All the Devils are Here

David Seabrook

Nonfiction | Book | Adult | Published in 2002

Plot Summary
All the Devils are Here is a 2002 work of creative non-fiction by the British author and journalist David Seabrook. The book investigates the seaside towns of England’s Kent coast, weaving together stories about the area’s contemporary economic decline with stories about artists and other lurid figures from the area’s past. The central focus is on British writers with links to the Kent coast— Charles Dickens, T.S. Eliot, Robin Maugham, and John Buchan—but the book’s style is associative, anecdotal, and digressive. Hanging over the narrative are unspecified “private matters” which color Seabrook’s storytelling. All the Devils are Here is notable, in part, for its publication history. After Seabrook died alone in his flat at the age of forty-eight, his handwritten manuscript came into the hands of the editors at British publishing house Granta.

Seabrook begins his narrative in Margate, immediately setting the book’s bleak tone: “There’s no money in Margate. Eye contact has replaced it as the root of all evil and, yes, this town’s as ripe as ever for a low-budget remake of Brighton Rock: the joyless amusement arcades, the facial scars.”

Seabrook is searching for evidence of the time T.S. Eliot spent in the town. The poet stayed in Margate in 1921, recovering from a nervous breakdown. Seabrook discusses Eliot’s masterpiece, The Waste Land, which contains a reference to Margate; according to Seabrook “the only occasion [in the poem] on which he described a real scene before his eyes at the time of writing.” Seabrook imagines Eliot’s time in Margate to place the lines in their grim context, telling the anecdote of an ex-serviceman who committed suicide that year in a nearby town.

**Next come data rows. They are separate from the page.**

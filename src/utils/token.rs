use crate::error::{Error, Result};
use crate::models::user::{Role, User};
use chrono::{DateTime, Duration, Utc};
use jsonwebtoken::{decode, encode, Algorithm, DecodingKey, EncodingKey, Header, Validation};
use serde::{Deserialize, Serialize};
use uuid::Uuid;

#[derive(Debug, Clone, Serialize, Deserialize)]
pub struct Claims {
    pub sub: Uuid,
    pub role: Role,
    pub exp: usize,
}

/// HS256 signing material shared by login and the auth middleware.
#[derive(Clone)]
pub struct TokenKeys {
    encoding: EncodingKey,
    decoding: DecodingKey,
    ttl: Duration,
}

impl TokenKeys {
    pub fn new(secret: &str, ttl_days: i64) -> Self {
        Self {
            encoding: EncodingKey::from_secret(secret.as_bytes()),
            decoding: DecodingKey::from_secret(secret.as_bytes()),
            ttl: Duration::days(ttl_days),
        }
    }

    pub fn issue(&self, user: &User, now: DateTime<Utc>) -> Result<String> {
        let claims = Claims {
            sub: user.id,
            role: user.role,
            exp: (now + self.ttl).timestamp().max(0) as usize,
        };
        encode(&Header::new(Algorithm::HS256), &claims, &self.encoding)
            .map_err(|e| Error::Internal(format!("Failed to sign token: {}", e)))
    }

    pub fn verify(&self, token: &str) -> Result<Claims> {
        let mut validation = Validation::new(Algorithm::HS256);
        validation.validate_exp = true;
        decode::<Claims>(token, &self.decoding, &validation)
            .map(|data| data.claims)
            .map_err(|_| Error::Unauthorized("invalid_token".to_string()))
    }
}
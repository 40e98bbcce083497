use chrono::{DateTime, Utc};
use serde::{Deserialize, Serialize};
use uuid::Uuid;

#[derive(Debug, Clone, PartialEq, Serialize, Deserialize)]
pub struct Campus {
    pub id: Uuid,
    pub name: String,
    pub location: String,
    pub description: String,
    pub created_at: DateTime<Utc>,
    pub updated_at: DateTime<Utc>,
}
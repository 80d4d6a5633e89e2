// Reusable rule sets

use fieldcheck_config::{RuleEntry, ValidationConfig};

/// Borrowed view of one `{field, label, rules}` definition
#[derive(Debug, Clone, Copy, PartialEq, Eq)]
pub struct RuleRef<'a> {
    pub field: &'a str,
    pub label: &'a str,
    pub rules: &'a str,
}

impl<'a> From<&'a RuleEntry> for RuleRef<'a> {
    fn from(entry: &'a RuleEntry) -> Self {
        Self {
            field: &entry.field,
            label: &entry.label,
            rules: &entry.rules,
        }
    }
}

/// Anything that can hand an engine an ordered list of rule definitions
pub trait RuleSet {
    /// Definitions in the order they should be registered
    fn rules(&self) -> Vec<RuleRef<'_>>;
}

/// A rule set built in code, independent of any engine.
///
/// ```
/// use fieldcheck_validation::{Engine, RuleSetDefinition};
///
/// let mut person = RuleSetDefinition::new();
/// person
///     .add_rule("firstname", "First Name", "required|minlength[2]")
///     .add_rule("lastname", "Last Name", "required");
///
/// let mut engine = Engine::new();
/// engine.add_rule_set(&person).unwrap();
/// assert_eq!(engine.required_fields(), vec!["firstname", "lastname"]);
/// ```
#[derive(Debug, Clone, Default, PartialEq, Eq)]
pub struct RuleSetDefinition {
    entries: Vec<RuleEntry>,
}

impl RuleSetDefinition {
    pub fn new() -> Self {
        Self::default()
    }

    /// Append a definition
    pub fn add_rule(
        &mut self,
        field: impl Into<String>,
        label: impl Into<String>,
        rules: impl Into<String>,
    ) -> &mut Self {
        self.entries.push(RuleEntry {
            field: field.into(),
            label: label.into(),
            rules: rules.into(),
        });
        self
    }

    /// Builder form of [`add_rule`](Self::add_rule)
    pub fn with_rule(
        mut self,
        field: impl Into<String>,
        label: impl Into<String>,
        rules: impl Into<String>,
    ) -> Self {
        self.add_rule(field, label, rules);
        self
    }

    pub fn entries(&self) -> &[RuleEntry] {
        &self.entries
    }

    pub fn len(&self) -> usize {
        self.entries.len()
    }

    pub fn is_empty(&self) -> bool {
        self.entries.is_empty()
    }
}

impl From<Vec<RuleEntry>> for RuleSetDefinition {
    fn from(entries: Vec<RuleEntry>) -> Self {
        Self { entries }
    }
}

impl RuleSet for RuleSetDefinition {
    fn rules(&self) -> Vec<RuleRef<'_>> {
        self.entries.iter().map(RuleRef::from).collect()
    }
}

impl RuleSet for [RuleEntry] {
    fn rules(&self) -> Vec<RuleRef<'_>> {
        self.iter().map(RuleRef::from).collect()
    }
}

impl RuleSet for Vec<RuleEntry> {
    fn rules(&self) -> Vec<RuleRef<'_>> {
        self.as_slice().rules()
    }
}

impl RuleSet for ValidationConfig {
    fn rules(&self) -> Vec<RuleRef<'_>> {
        self.rules.rules()
    }
}

impl<'s> RuleSet for [(&'s str, &'s str, &'s str)] {
    fn rules(&self) -> Vec<RuleRef<'_>> {
        self.iter()
            .map(|&(field, label, rules)| RuleRef { field, label, rules })
            .collect()
    }
}
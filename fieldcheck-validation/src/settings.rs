// Engine settings

use crate::Result;
use crate::predicates::Validators;
use fieldcheck_config::{DEFAULT_DATE_FORMAT, UnknownRulePolicy, ValidationConfig};

/// Behaviour knobs an engine is built with
#[derive(Debug, Clone, PartialEq, Eq)]
pub struct EngineSettings {
    /// Handling of rule names without a validator
    pub unknown_rule: UnknownRulePolicy,
    /// Format the built-in `date` rule uses when its spec names none
    pub date_format: String,
}

impl Default for EngineSettings {
    fn default() -> Self {
        Self {
            unknown_rule: UnknownRulePolicy::default(),
            date_format: DEFAULT_DATE_FORMAT.to_string(),
        }
    }
}

impl EngineSettings {
    pub fn new() -> Self {
        Self::default()
    }

    pub fn with_unknown_rule(mut self, policy: UnknownRulePolicy) -> Self {
        self.unknown_rule = policy;
        self
    }

    pub fn with_date_format(mut self, format: impl Into<String>) -> Self {
        self.date_format = format.into();
        self
    }

    /// Built-in validators honouring these settings
    pub(crate) fn builtin_validators(&self) -> Result<Validators> {
        Validators::builtin_with_date_format(&self.date_format)
    }
}

impl From<&ValidationConfig> for EngineSettings {
    fn from(config: &ValidationConfig) -> Self {
        Self {
            unknown_rule: config.unknown_rule,
            date_format: config.date_format.clone(),
        }
    }
}

#[cfg(test)]
mod tests {
    use super::*;

    #[test]
    fn test_defaults() {
        let settings = EngineSettings::new();
        assert_eq!(settings.unknown_rule, UnknownRulePolicy::Fail);
        assert_eq!(settings.date_format, "MM/DD/YYYY");
        assert!(settings.builtin_validators().is_ok());
    }

    #[test]
    fn test_from_config() {
        let mut config = ValidationConfig::new();
        config.unknown_rule = UnknownRulePolicy::Pass;
        config.date_format = "YYYY-MM-DD".to_string();

        let settings = EngineSettings::from(&config);
        assert_eq!(settings.unknown_rule, UnknownRulePolicy::Pass);
        assert_eq!(settings.date_format, "YYYY-MM-DD");
    }

    #[test]
    fn test_unknown_date_format_is_rejected() {
        let settings = EngineSettings::new().with_date_format("tomorrow");
        assert!(settings.builtin_validators().is_err());
    }
}
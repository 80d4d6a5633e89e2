// Rule spec grammar

use crate::{Result, ValidationError};
use indexmap::IndexMap;

/// Parsed rules: rule name to parameters, in first-appearance order
pub type RuleMap = IndexMap<String, Vec<String>>;

/// Parse a rule spec such as `required|minlength[8]|between[8,10]`.
///
/// Rules are separated by `|`. A rule is a bare name or a name followed by
/// one bracketed, comma-separated parameter list which must end the rule.
/// Brackets inside the list must be balanced. Parameters are kept verbatim;
/// commas cannot be escaped. A name that appears twice has the later
/// parameters appended to the earlier entry.
///
/// ```
/// use fieldcheck_validation::parse_rules;
///
/// let rules = parse_rules("required|email|minlength[8]|between[8,10]").unwrap();
///
/// assert_eq!(rules.len(), 4);
/// assert!(rules["required"].is_empty());
/// assert_eq!(rules["minlength"], vec!["8"]);
/// assert_eq!(rules["between"], vec!["8", "10"]);
/// ```
pub fn parse_rules(spec: &str) -> Result<RuleMap> {
    if spec.trim().is_empty() {
        return Err(ValidationError::parse(spec, "no rules given"));
    }

    let mut rules = RuleMap::new();
    for token in spec.split('|') {
        let (name, params) = parse_token(spec, token.trim())?;
        rules.entry(name.to_string()).or_default().extend(params);
    }

    Ok(rules)
}

fn parse_token<'a>(spec: &str, token: &'a str) -> Result<(&'a str, Vec<String>)> {
    if token.is_empty() {
        return Err(ValidationError::parse(spec, "empty rule between '|' separators"));
    }

    let Some(open) = token.find('[') else {
        if token.contains(']') {
            return Err(ValidationError::parse(
                spec,
                format!("'{}' has ']' without a matching '['", token),
            ));
        }
        return Ok((token, Vec::new()));
    };

    let name = token[..open].trim();
    if name.is_empty() {
        return Err(ValidationError::parse(
            spec,
            format!("'{}' has parameters but no rule name", token),
        ));
    }
    if name.contains(']') {
        return Err(ValidationError::parse(
            spec,
            format!("'{}' has ']' without a matching '['", token),
        ));
    }

    let rest = &token[open + 1..];
    let Some(inner) = rest.strip_suffix(']') else {
        let reason = if rest.contains(']') {
            format!("'{}' has characters after the closing ']'", token)
        } else {
            format!("'{}' has an unterminated '['", token)
        };
        return Err(ValidationError::parse(spec, reason));
    };

    if !balanced(inner) {
        return Err(ValidationError::parse(
            spec,
            format!("'{}' has unbalanced brackets in its parameters", token),
        ));
    }

    let params = if inner.is_empty() {
        Vec::new()
    } else {
        inner.split(',').map(str::to_string).collect()
    };

    Ok((name, params))
}

/// Brackets inside a parameter list must pair up, so `regex[/[A-Z]+/]` is
/// one parameter while `minlength[8][9]` is rejected.
fn balanced(inner: &str) -> bool {
    let mut depth = 0usize;
    for c in inner.chars() {
        match c {
            '[' => depth += 1,
            ']' => match depth.checked_sub(1) {
                Some(d) => depth = d,
                None => return false,
            },
            _ => {}
        }
    }
    depth == 0
}
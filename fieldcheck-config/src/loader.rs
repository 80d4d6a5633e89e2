// Configuration file loaders

use crate::{ConfigError, Result};
use serde_json::{Map, Value};
use std::fs;
use std::path::Path;

/// Supported configuration file formats
#[derive(Debug, Clone, Copy, PartialEq, Eq)]
pub enum FileFormat {
    Json,
    Toml,
    Env,
}

impl FileFormat {
    pub fn from_extension(ext: &str) -> Option<Self> {
        match ext.to_lowercase().as_str() {
            "json" => Some(FileFormat::Json),
            "toml" => Some(FileFormat::Toml),
            "env" => Some(FileFormat::Env),
            _ => None,
        }
    }

    /// Detect the format of `path`, treating a bare `.env` file name as env.
    pub fn from_path(path: &Path) -> Option<Self> {
        if path.file_name().and_then(|n| n.to_str()) == Some(".env") {
            return Some(FileFormat::Env);
        }
        path.extension()
            .and_then(|s| s.to_str())
            .and_then(Self::from_extension)
    }
}

/// Reads configuration documents into a `serde_json::Value`.
///
/// Every format lands in the same shape so a single deserializer can turn
/// it into a [`ValidationConfig`](crate::ValidationConfig). Env documents
/// become a flat object of string values keyed by variable name.
#[derive(Debug, Clone, Copy)]
pub struct ConfigLoader {
    format: FileFormat,
}

impl ConfigLoader {
    pub fn new(format: FileFormat) -> Self {
        Self { format }
    }

    /// Pick the format from the file name of `path`
    pub fn auto(path: impl AsRef<Path>) -> Result<Self> {
        let path = path.as_ref();
        FileFormat::from_path(path).map(Self::new).ok_or_else(|| {
            ConfigError::LoadError(format!("Unsupported configuration file: {}", path.display()))
        })
    }

    pub fn format(&self) -> FileFormat {
        self.format
    }

    /// Read and parse `path`
    pub fn load_file(&self, path: impl AsRef<Path>) -> Result<Value> {
        let path = path.as_ref();
        let content = fs::read_to_string(path).map_err(|e| {
            ConfigError::LoadError(format!("Failed to read {}: {}", path.display(), e))
        })?;

        self.parse(&content)
    }

    pub fn parse(&self, content: &str) -> Result<Value> {
        match self.format {
            FileFormat::Json => parse_json(content),
            FileFormat::Toml => parse_toml(content),
            FileFormat::Env => parse_env(content),
        }
    }
}

fn parse_json(content: &str) -> Result<Value> {
    serde_json::from_str(content)
        .map_err(|e| ConfigError::ParseError(format!("JSON parse error: {}", e)))
}

fn parse_toml(content: &str) -> Result<Value> {
    let document: toml::Value = toml::from_str(content)
        .map_err(|e| ConfigError::ParseError(format!("TOML parse error: {}", e)))?;

    serde_json::to_value(document).map_err(|e| ConfigError::SerializationError(e.to_string()))
}

fn parse_env(content: &str) -> Result<Value> {
    let mut vars = Map::new();
    for item in dotenvy::from_read_iter(content.as_bytes()) {
        let (key, value) =
            item.map_err(|e| ConfigError::ParseError(format!("env parse error: {}", e)))?;
        vars.insert(key, Value::String(value));
    }
    Ok(Value::Object(vars))
}
// Configuration validation

use crate::{ConfigError, Result};

/// Trait for validating configuration
pub trait Validate {
    fn validate(&self) -> Result<()>;
}

/// Shape checks shared by configuration types
pub struct ConfigValidator;

impl ConfigValidator {
    /// Validate that a value is not empty or whitespace
    pub fn not_empty(value: &str, key: &str) -> Result<()> {
        if value.trim().is_empty() {
            return Err(ConfigError::invalid(key, "cannot be empty"));
        }
        Ok(())
    }
}
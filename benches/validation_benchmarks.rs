use criterion::{Criterion, criterion_group, criterion_main};
use fieldcheck::*;
use std::hint::black_box;

fn bench_rule_parsing(c: &mut Criterion) {
    let mut group = c.benchmark_group("rule_parsing");

    let specs = vec![
        "required",
        "required|email|minlength[8]|between[8,10]",
        "required|regex[/^[A-Z]{2}[0-9]{4}$/i]|exactlength[6]",
    ];

    group.bench_function("parse_rules", |b| {
        b.iter(|| {
            for spec in &specs {
                parse_rules(black_box(spec)).unwrap();
            }
        })
    });

    group.finish();
}

fn bench_string_validators(c: &mut Criterion) {
    let mut group = c.benchmark_group("string_validators");

    let valid_emails = vec![
        "user@example.com",
        "test.user+tag@domain.co.uk",
        "admin@subdomain.example.com",
    ];

    group.bench_function("email", |b| {
        b.iter(|| {
            for email in &valid_emails {
                black_box(IsEmail::is_valid(black_box(email)));
            }
        })
    });

    group.bench_function("date", |b| {
        let validator = IsDate(DateFormat::MonthDayYear);
        b.iter(|| black_box(validator.is_valid(black_box("02/29/2012"))))
    });

    group.bench_function("min_length", |b| {
        let validator = MinLength(5);
        b.iter(|| black_box(validator.is_valid(black_box("Hello World 123"))))
    });

    group.finish();
}

fn bench_engine(c: &mut Criterion) {
    let mut group = c.benchmark_group("engine");

    let person = RuleSetDefinition::new()
        .with_rule("firstname", "First Name", "required|alpha|minlength[2]")
        .with_rule("lastname", "Last Name", "required|alpha")
        .with_rule("email", "Email", "required|email")
        .with_rule("dob", "Date of Birth", "required|date")
        .with_rule("zip", "Zip Code", "required|zipcode");

    let valid = json!({
        "firstname": "Josh",
        "lastname": "Moody",
        "email": "josh@example.com",
        "dob": "02/29/2012",
        "zip": "72201",
    });

    let invalid = json!({
        "firstname": "1",
        "email": "josh.example.com",
        "dob": "02/29/2014",
        "zip": "7220A",
    });

    group.bench_function("register_rule_set", |b| {
        b.iter(|| {
            let mut engine = Engine::new();
            engine.add_rule_set(black_box(&person)).unwrap();
            engine
        })
    });

    group.bench_function("validate_valid_record", |b| {
        let mut engine = Engine::new();
        engine.add_rule_set(&person).unwrap();
        b.iter(|| {
            engine.clear_errors();
            engine.validate_json(black_box(&valid)).unwrap()
        })
    });

    group.bench_function("validate_invalid_record", |b| {
        let mut engine = Engine::new();
        engine.add_rule_set(&person).unwrap();
        b.iter(|| {
            engine.clear_errors();
            engine.validate_json(black_box(&invalid)).unwrap();
            engine.error_summary_html()
        })
    });

    group.finish();
}

criterion_group!(
    benches,
    bench_rule_parsing,
    bench_string_validators,
    bench_engine
);
criterion_main!(benches);
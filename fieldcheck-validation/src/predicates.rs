// Validator lookup table

use crate::validators::{
    Contains, DateFormat, EndsWith, ExactLength, GreaterThan, IsAlpha, IsAlphanumeric, IsDate,
    IsEmail, IsFloat, IsInteger, IsNumeric, IsPhone, IsUrl, IsZipcode, LessThan, Matches,
    MaxLength, MinLength, NotEmpty, StartsWith, parse_number,
};
use crate::{Result, ValidationError};
use indexmap::IndexMap;
use serde_json::Value;
use std::borrow::Cow;
use std::fmt;
use std::sync::Arc;

/// A named check run against one field value and the rule's parameters
pub type Predicate = Arc<dyn Fn(&Value, &[String]) -> Result<bool> + Send + Sync>;

/// Whether `value` counts as absent.
///
/// `null`, blank strings, `false` and empty arrays or objects are empty.
/// Numbers never are, zero included.
pub fn is_empty_value(value: &Value) -> bool {
    match value {
        Value::Null => true,
        Value::Bool(b) => !b,
        Value::String(s) => !NotEmpty::is_valid(s),
        Value::Array(items) => items.is_empty(),
        Value::Object(map) => map.is_empty(),
        Value::Number(_) => false,
    }
}

/// Text a string-based check sees for `value`
pub fn value_text(value: &Value) -> Cow<'_, str> {
    match value {
        Value::String(s) => Cow::Borrowed(s),
        Value::Null => Cow::Borrowed(""),
        other => Cow::Owned(other.to_string()),
    }
}

/// Name to predicate table bound to an engine.
///
/// ```
/// use fieldcheck_validation::Validators;
/// use serde_json::json;
///
/// let mut validators = Validators::builtin();
/// validators.register("even", |value, _params| {
///     value.as_i64().is_some_and(|n| n % 2 == 0)
/// });
///
/// let even = validators.get("even").unwrap();
/// assert!(even(&json!(4), &[]).unwrap());
/// assert!(!even(&json!(3), &[]).unwrap());
/// ```
#[derive(Clone)]
pub struct Validators {
    table: IndexMap<String, Predicate>,
}

impl Validators {
    /// Table with no validators at all
    pub fn empty() -> Self {
        Self {
            table: IndexMap::new(),
        }
    }

    /// Table with every built-in validator; `date` defaults to `MM/DD/YYYY`
    pub fn builtin() -> Self {
        Self::with_date_format(DateFormat::MonthDayYear)
    }

    /// Built-ins with `date` defaulting to the named format
    pub fn builtin_with_date_format(format: &str) -> Result<Self> {
        let format = format
            .parse::<DateFormat>()
            .map_err(|reason| ValidationError::invalid_parameter("date", reason))?;
        Ok(Self::with_date_format(format))
    }

    fn with_date_format(default_format: DateFormat) -> Self {
        let mut validators = Self::empty();

        validators
            .register("required", |value, _| !is_empty_value(value))
            .register_fallible("date", move |value, params| {
                skip_empty(value, |text| {
                    let format = match params.first() {
                        Some(name) => name
                            .parse::<DateFormat>()
                            .map_err(|reason| ValidationError::invalid_parameter("date", reason))?,
                        None => default_format,
                    };
                    Ok(IsDate(format).is_valid(text))
                })
            })
            .register_fallible("minlength", |value, params| {
                skip_empty(value, |text| {
                    Ok(MinLength(length_param("minlength", params)?).is_valid(text))
                })
            })
            .register_fallible("maxlength", |value, params| {
                skip_empty(value, |text| {
                    Ok(MaxLength(length_param("maxlength", params)?).is_valid(text))
                })
            })
            .register_fallible("exactlength", |value, params| {
                skip_empty(value, |text| {
                    Ok(ExactLength(length_param("exactlength", params)?).is_valid(text))
                })
            })
            .register_fallible("greaterthan", |value, params| {
                skip_empty(value, |text| {
                    let bound = number_param("greaterthan", params)?;
                    Ok(parse_number(text.trim()).is_some_and(|n| GreaterThan(bound).is_valid(n)))
                })
            })
            .register_fallible("lessthan", |value, params| {
                skip_empty(value, |text| {
                    let bound = number_param("lessthan", params)?;
                    Ok(parse_number(text.trim()).is_some_and(|n| LessThan(bound).is_valid(n)))
                })
            })
            .register("alpha", |value, _| text_check(value, IsAlpha::is_valid))
            .register("alphanumeric", |value, _| {
                text_check(value, IsAlphanumeric::is_valid)
            })
            .register("integer", |value, _| match value {
                Value::Number(n) => n.is_i64() || n.is_u64(),
                other => text_check(other, IsInteger::is_valid),
            })
            .register("float", |value, _| match value {
                Value::Number(_) => true,
                other => text_check(other, IsFloat::is_valid),
            })
            .register("numeric", |value, _| match value {
                Value::Number(_) => true,
                other => text_check(other, IsNumeric::is_valid),
            })
            .register("email", |value, _| text_check(value, IsEmail::is_valid))
            .register("url", |value, _| text_check(value, IsUrl::is_valid))
            .register("phone", |value, _| text_check(value, IsPhone::is_valid))
            .register("zipcode", |value, _| text_check(value, IsZipcode::is_valid))
            .register_fallible("startswith", |value, params| {
                skip_empty(value, |text| {
                    Ok(StartsWith(text_param("startswith", params)?).is_valid(text))
                })
            })
            .register_fallible("endswith", |value, params| {
                skip_empty(value, |text| {
                    Ok(EndsWith(text_param("endswith", params)?).is_valid(text))
                })
            })
            .register_fallible("contains", |value, params| {
                skip_empty(value, |text| {
                    Ok(Contains(text_param("contains", params)?).is_valid(text))
                })
            })
            .register_fallible("regex", |value, params| {
                skip_empty(value, |text| {
                    let pattern = text_param("regex", params)?;
                    let matcher = Matches::from_delimited(pattern)
                        .map_err(|reason| ValidationError::invalid_parameter("regex", reason))?;
                    Ok(matcher.is_valid(text))
                })
            });

        validators
    }

    /// Register an infallible predicate, replacing any existing one
    pub fn register<F>(&mut self, name: impl Into<String>, predicate: F) -> &mut Self
    where
        F: Fn(&Value, &[String]) -> bool + Send + Sync + 'static,
    {
        self.table.insert(
            name.into(),
            Arc::new(move |value: &Value, params: &[String]| Ok(predicate(value, params))),
        );
        self
    }

    /// Register a predicate that can reject its parameters
    pub fn register_fallible<F>(&mut self, name: impl Into<String>, predicate: F) -> &mut Self
    where
        F: Fn(&Value, &[String]) -> Result<bool> + Send + Sync + 'static,
    {
        self.table.insert(name.into(), Arc::new(predicate));
        self
    }

    /// Builder form of [`register`](Self::register)
    pub fn with<F>(mut self, name: impl Into<String>, predicate: F) -> Self
    where
        F: Fn(&Value, &[String]) -> bool + Send + Sync + 'static,
    {
        self.register(name, predicate);
        self
    }

    pub fn get(&self, name: &str) -> Option<&Predicate> {
        self.table.get(name)
    }

    pub fn contains(&self, name: &str) -> bool {
        self.table.contains_key(name)
    }

    /// Registered names in registration order
    pub fn names(&self) -> impl Iterator<Item = &str> {
        self.table.keys().map(String::as_str)
    }

    pub fn len(&self) -> usize {
        self.table.len()
    }

    pub fn is_empty(&self) -> bool {
        self.table.is_empty()
    }
}

impl Default for Validators {
    fn default() -> Self {
        Self::builtin()
    }
}

impl fmt::Debug for Validators {
    fn fmt(&self, f: &mut fmt::Formatter<'_>) -> fmt::Result {
        f.debug_struct("Validators")
            .field("names", &self.table.keys().collect::<Vec<_>>())
            .finish()
    }
}

// Parameter helpers

/// Empty values pass; anything else is checked as text
fn skip_empty<F>(value: &Value, check: F) -> Result<bool>
where
    F: FnOnce(&str) -> Result<bool>,
{
    if is_empty_value(value) {
        return Ok(true);
    }
    check(value_text(value).as_ref())
}

fn text_check(value: &Value, check: fn(&str) -> bool) -> bool {
    is_empty_value(value) || check(value_text(value).as_ref())
}

fn text_param<'a>(rule: &str, params: &'a [String]) -> Result<&'a str> {
    params
        .first()
        .map(String::as_str)
        .ok_or_else(|| ValidationError::invalid_parameter(rule, "expected one parameter"))
}

fn length_param(rule: &str, params: &[String]) -> Result<usize> {
    let raw = text_param(rule, params)?;
    raw.trim().parse().map_err(|_| {
        ValidationError::invalid_parameter(rule, format!("'{}' is not a length", raw))
    })
}

fn number_param(rule: &str, params: &[String]) -> Result<f64> {
    let raw = text_param(rule, params)?;
    parse_number(raw.trim()).ok_or_else(|| {
        ValidationError::invalid_parameter(rule, format!("'{}' is not a number", raw))
    })
}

From Margate, Seabrook proceeds to the more depressed town of Rochester, where Charles Dickens spent the “largely unhappy” final decade of his life. Seabrook analyses with horror the growth of a retro Victoriana tourist industry in Rochester, with local schoolchildren impersonating chimney sweeps. He draws a distinction between “historical time” and the “heritage time” in which Rochester now seems to exist. From Rochester, Seabrook proceeds to the former naval dockyard at Chatham—now derelict—and points out that worse than “retro” is “necro.” He witnesses young prostitutes “pound[ing] locked cars like gibbons at Longleat.”

Seabrook traces the appearances of the Kent coast in Dickens’s novels: in Great Expectations, Magwitch escapes from a prison ship on the Medway, while Miss Havisham lives in (then somewhat more upmarket) Rochester. Seabrook—whose first book Jack of Jumps concerned an unsolved murder—speculates that Dickens may have been obsessed with a grisly patricide that took place in the Medway area.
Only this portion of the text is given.